A little later in the afternoon, it was Abe’s turn to take to the same podium to address a packed Congress Hall in the Swiss alpine resort where the annual forum is held.
Like Park, he too chose to deliver his speech in English, struggling at times as he outlined his plans to push forward on the next phase of his Abenomics reforms.
He pledged to cut corporate tax, raise the consumption tax, abolish subsidies for rice production and open up Japanese markets.
“It is not twilight but a new dawn that is breaking over Japan,” he declared.
“I am willing to act like a drill bit strong enough to break vested interests. Over the next two years, no vested interests will remain immune from my drill.”
These reforms would help make Japan a vibrant country once again, allowing it to play its part in upholding the peace in the region, based on the rule of law, he said.
Without naming anyone, he made an appeal for Asian countries to curb military spending and boost transparency in defence budgets, as well as for new crisis management mechanisms to be put in place.
“If peace and stability are shaken in Asia, the knock-on effects will be felt around the world,” he warned.
No doubt many in the audience would agree, but they might also have figured that Abe had hardly helped his cause by his recent controversial visit to the Yasukuni shrine, which so upset China and South Korea that they have refused to deal with him.
Given the deep North-East Asian chill, it was no surprise that WEF executive chairman Klaus Schwab commended Abe for attending Park’s talk, in a display of “the best Davos spirit”.
But he also pressed the Japanese leader on his shrine visit, wondering how this helped create the atmosphere for the sort of Asian dialogue Abe said he was seeking.
The prime minister’s response was a well-rehearsed one about the memorial being dedicated to all the war dead of the world, not only Japanese soldiers, and that he had offered prayers that there might be no more wars.
“Japan has sworn an oath never again to wage war,” he said.
“We have never stopped, and continue to be, wishing for the world to be at peace. It is my hope that through Abenomics, we can create a vibrant Japan that can bring peace and prosperity to the region and the world.”
He repeated his call for a summit with his Chinese and South Korean counterparts, saying that the door “was always open” as far as he was concerned.
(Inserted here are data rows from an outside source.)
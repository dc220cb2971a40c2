//! End-to-end refresh: load, reshape, normalize, join, write.
//!
//! Each processed table is written as soon as it is produced, in this order:
//!
//! ```text
//! indicators.csv → country_metadata.csv → indicator_metadata.csv
//!   → municipal_stats.csv → municipality_metadata.csv → merged_dataset.csv
//! ```
//!
//! A fatal error stops the run; files written before it stay on disk.
//!
//! # Example
//!
//! ```rust,ignore
//! use statrefresh::{run_pipeline, PipelineConfig};
//!
//! let report = run_pipeline(&PipelineConfig::default())?;
//! println!("{} outputs", report.outputs.len());
//! ```

use serde::Serialize;
use std::fs;
use std::path::PathBuf;

use super::join::{inner_join, left_join};
use super::normalize::{
    municipality_table, normalize_country_metadata, normalize_indicator_metadata,
    normalize_municipal_stats, parse_municipality_lines, MUNICIPALITY_CODE,
};
use super::reshape::{melt_indicators, IdColumn};
use crate::acquire::DatasetClient;
use crate::config::{outputs, PipelineConfig, INDICATOR_PREAMBLE_LINES};
use crate::error::{LoadResult, PipelineError, PipelineResult, SinkResult};
use crate::logs::{log_info, log_success};
use crate::parser::{read_csv_file, read_docx_lines, read_indicator_csv, read_table};
use crate::sink::write_table;
use crate::table::Table;

const COUNTRY_KEY: &str = "CountryCode";
const INDICATOR_KEY: &str = "IndCode";

/// The five raw inputs, as loaded from disk.
#[derive(Debug, Clone)]
pub struct RawTables {
    pub indicators: Table,
    pub country_metadata: Table,
    pub indicator_metadata: Table,
    pub municipal_stats: Table,
    pub municipality_lines: Vec<String>,
}

/// One written output file
#[derive(Debug, Clone, Serialize)]
pub struct OutputSummary {
    pub name: String,
    pub path: PathBuf,
    pub rows: usize,
    pub columns: usize,
}

/// Summary of a pipeline run
#[derive(Debug, Clone, Default, Serialize)]
pub struct RunReport {
    pub outputs: Vec<OutputSummary>,
}

impl RunReport {
    pub fn get(&self, name: &str) -> Option<&OutputSummary> {
        self.outputs.iter().find(|o| o.name == name)
    }
}

/// Read all raw inputs named in `config`.
pub fn load_raw_tables(config: &PipelineConfig) -> LoadResult<RawTables> {
    let inputs = &config.inputs;

    log_info("Reading raw files...");
    let indicators = read_indicator_csv(&config.raw_path(&inputs.indicators), INDICATOR_PREAMBLE_LINES)?;
    log_success(format!(
        "Indicators: {} rows x {} columns",
        indicators.len(),
        indicators.width()
    ));

    let country_metadata = read_csv_file(&config.raw_path(&inputs.country_metadata), 0)?;
    let indicator_metadata = read_csv_file(&config.raw_path(&inputs.indicator_metadata), 0)?;
    let municipal_stats = read_table(&config.raw_path(&inputs.municipal_stats))?;
    let municipality_lines = read_docx_lines(&config.raw_path(&inputs.municipalities))?;

    log_success(format!(
        "Metadata: {} countries, {} indicators, {} municipal rows, {} document lines",
        country_metadata.len(),
        indicator_metadata.len(),
        municipal_stats.len(),
        municipality_lines.len()
    ));

    Ok(RawTables {
        indicators,
        country_metadata,
        indicator_metadata,
        municipal_stats,
        municipality_lines,
    })
}

/// Join long indicators with country metadata, indicator metadata and
/// municipal statistics.
///
/// The first two joins are inner joins on the indicator's country code and
/// indicator code columns; the last is a left join on `MunicipalityCode`.
pub fn merge_dataset(
    long_indicators: &Table,
    country_metadata: &Table,
    indicator_metadata: &Table,
    municipal_stats: &Table,
) -> Table {
    let country_col = IdColumn::CountryCode
        .locate(long_indicators)
        .unwrap_or(IdColumn::CountryCode.canonical())
        .to_string();
    let indicator_col = IdColumn::IndicatorCode
        .locate(long_indicators)
        .unwrap_or(IdColumn::IndicatorCode.canonical())
        .to_string();

    let with_countries = inner_join(long_indicators, country_metadata, &country_col, COUNTRY_KEY);
    let with_indicators = inner_join(&with_countries, indicator_metadata, &indicator_col, INDICATOR_KEY);
    left_join(&with_indicators, municipal_stats, MUNICIPALITY_CODE)
}

/// Run the full refresh from the raw directory to the processed directory.
pub fn run_pipeline(config: &PipelineConfig) -> PipelineResult<RunReport> {
    prepare_directories(config)?;

    let raw = load_raw_tables(config)?;
    let mut report = RunReport::default();

    log_info(format!(
        "Reshaping indicators to long form ({}-{})...",
        config.years.start, config.years.end
    ));
    let long = melt_indicators(&raw.indicators, config.years)?;
    write_output(config, &mut report, outputs::INDICATORS, &long)?;

    log_info("Normalizing column names...");
    let country_metadata = normalize_country_metadata(raw.country_metadata);
    write_output(config, &mut report, outputs::COUNTRY_METADATA, &country_metadata)?;

    let indicator_metadata = normalize_indicator_metadata(raw.indicator_metadata);
    write_output(config, &mut report, outputs::INDICATOR_METADATA, &indicator_metadata)?;

    let municipal_stats = normalize_municipal_stats(raw.municipal_stats);
    write_output(config, &mut report, outputs::MUNICIPAL_STATS, &municipal_stats)?;

    let municipalities = municipality_table(&parse_municipality_lines(&raw.municipality_lines));
    write_output(config, &mut report, outputs::MUNICIPALITY_METADATA, &municipalities)?;

    log_info("Merging datasets...");
    let merged = merge_dataset(&long, &country_metadata, &indicator_metadata, &municipal_stats);
    write_output(config, &mut report, outputs::MERGED_DATASET, &merged)?;

    log_success(format!("Processed data saved to {}", config.processed_dir.display()));
    Ok(report)
}

/// Download the dataset into the raw directory, then run the pipeline.
pub fn refresh(config: &PipelineConfig, client: &DatasetClient) -> PipelineResult<RunReport> {
    prepare_directories(config)?;
    client.fetch_into(&config.dataset_id, &config.raw_dir)?;
    run_pipeline(config)
}

fn prepare_directories(config: &PipelineConfig) -> PipelineResult<()> {
    for dir in config.directories() {
        fs::create_dir_all(dir).map_err(|source| PipelineError::Directory {
            path: dir.to_path_buf(),
            source,
        })?;
    }
    Ok(())
}

fn write_output(config: &PipelineConfig, report: &mut RunReport, name: &str, table: &Table) -> SinkResult<()> {
    let path = config.processed_path(name);
    write_table(table, &path)?;
    log_success(format!("{}: {} rows", name, table.len()));

    report.outputs.push(OutputSummary {
        name: name.to_string(),
        path,
        rows: table.len(),
        columns: table.width(),
    });
    Ok(())
}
Not everyone in the audience was convinced, but there was no doubting the determination of the Japanese and South Koreans to make their cases forcefully to this influential crowd.
Both countries held elaborate Japan and Korea nights to fete participants, with the South Koreans even flying in well-loved performer Psy for their much-talked-about event.
China, in contrast, has been noticeably absent. While it did feature in several panels discussing its rise and place in the world, there was a shortage of high-profile Chinese leaders to press their case.
Perhaps the timing of the conference was too close to the Chinese New Year celebrations next week, one delegate ventured, after Schwab revealed that holding this year’s event a little earlier in January had meant that it did not clash with the opening of Parliament in Japan.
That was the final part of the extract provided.